Migalhas de Peso

Gestão estratégica fiscal em tempos de recuperação judicial

De mero coadjuvante a pilar de reestruturação de empresas.

27/5/2021

(Imagem: Arte Migalhas)

Períodos de crise econômico-financeira normalmente trazem um cenário de descontrole fiscal das empresas, provocado muitas vezes pela necessidade de escolha do que pagar frente a tantas obrigações cotidianas que o caixa deve suportar, sendo que, não é raro, infelizmente, as imposições tributárias ficarem em segundo plano. Isto é um sinal claro da necessidade de reestruturar e recuperar a rentabilidade da empresa nos pilares comercial, operacional e financeiro onde exploraremos a importância de se ter uma gestão estratégica fiscal ativa e passiva bem executada.

Esse contexto, inevitavelmente, vai ocasionar um passivo tributário a ser administrado, sobretudo, para as empresas que possam buscar na recuperação judicial um caminho para solucionar sua momentânea dificuldade econômica, pois o adimplemento dessas exigências deverá estar no radar dos administradores que se prestam a buscar a luz no fim do túnel por meio da recuperação judicial, ferramenta jurídica de enorme valia para os tempos de tribulação.
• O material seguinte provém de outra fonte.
//! Modelo de RentalContract
//!
//! Este módulo contiene el contrato de alquiler y su enum de estados.
//! Las relaciones se expresan como ids (foreign keys), sin back-references.

use chrono::{DateTime, NaiveDate, Utc};
use serde::{Deserialize, Serialize};
use sqlx::{FromRow, Type};
use uuid::Uuid;

/// Estado del contrato - mapea al ENUM contract_status
#[derive(Debug, Clone, Copy, Serialize, Deserialize, Type, PartialEq, Eq, Hash)]
#[sqlx(type_name = "contract_status", rename_all = "lowercase")]
#[serde(rename_all = "UPPERCASE")]
pub enum ContractStatus {
    Pending,
    Active,
    Overdue,
    Completed,
    Cancelled,
}

impl ContractStatus {
    /// Un estado "ocupante" bloquea el vehículo/conductor para nuevas reservas
    /// solapadas. OVERDUE ocupa: el vehículo todavía no fue devuelto.
    pub fn is_occupying(&self) -> bool {
        matches!(self, Self::Pending | Self::Active | Self::Overdue)
    }

    /// COMPLETED y CANCELLED son terminales: el contrato queda inmutable.
    pub fn is_terminal(&self) -> bool {
        matches!(self, Self::Completed | Self::Cancelled)
    }

    pub fn as_str(&self) -> &'static str {
        match self {
            Self::Pending => "PENDING",
            Self::Active => "ACTIVE",
            Self::Overdue => "OVERDUE",
            Self::Completed => "COMPLETED",
            Self::Cancelled => "CANCELLED",
        }
    }
}

impl std::fmt::Display for ContractStatus {
    fn fmt(&self, f: &mut std::fmt::Formatter<'_>) -> std::fmt::Result {
        f.write_str(self.as_str())
    }
}

/// Contrato de alquiler - mapea a la tabla rental_contracts
///
/// `start_date`/`end_date` son fechas de calendario, ambas inclusivas.
#[derive(Debug, Clone, Serialize, Deserialize, FromRow)]
pub struct RentalContract {
    pub id: Uuid,
    pub company_id: Uuid,
    pub client_id: Uuid,
    pub contract_number: String,
    pub start_date: NaiveDate,
    pub end_date: NaiveDate,
    pub status: ContractStatus,
    pub actual_end_date: Option<DateTime<Utc>>,
    pub cancellation_reason: Option<String>,
    pub deleted_at: Option<DateTime<Utc>>,
    pub created_at: DateTime<Utc>,
}

impl RentalContract {
    /// Duración en días, extremos inclusivos: end - start + 1
    pub fn duration_days(&self) -> i64 {
        (self.end_date - self.start_date).num_days() + 1
    }

    /// Días restantes hasta end_date (0 si ya venció)
    pub fn remaining_days(&self, today: NaiveDate) -> i64 {
        (self.end_date - today).num_days().max(0)
    }

    /// El contrato venció: hoy es estrictamente posterior a end_date
    pub fn is_expired(&self, today: NaiveDate) -> bool {
        today > self.end_date
    }

    /// Devolución anticipada: se completó antes de la fecha pactada
    pub fn is_early_return(&self) -> bool {
        match self.actual_end_date {
            Some(actual) => actual.date_naive() < self.end_date,
            None => false,
        }
    }
}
E assim, mais cedo e não o mais tarde possível (retardar o enfrentamento não resolve a questão), o empresário e seus assessores precisarão mapear o passivo tributário e decidir como gerenciá-lo. Esta providência passou a ser ainda mais vital para sobrevivência da empresa, conforme adiante se comentará. As obrigações podem ser de naturezas diversas e apresentarem-se em estágios variados, pois em uma federação como a brasileira, os tributos são devidos à todas as esferas de governo, cada qual com a sua forma e ritmo próprios de operacionalizar as respectivas cobranças.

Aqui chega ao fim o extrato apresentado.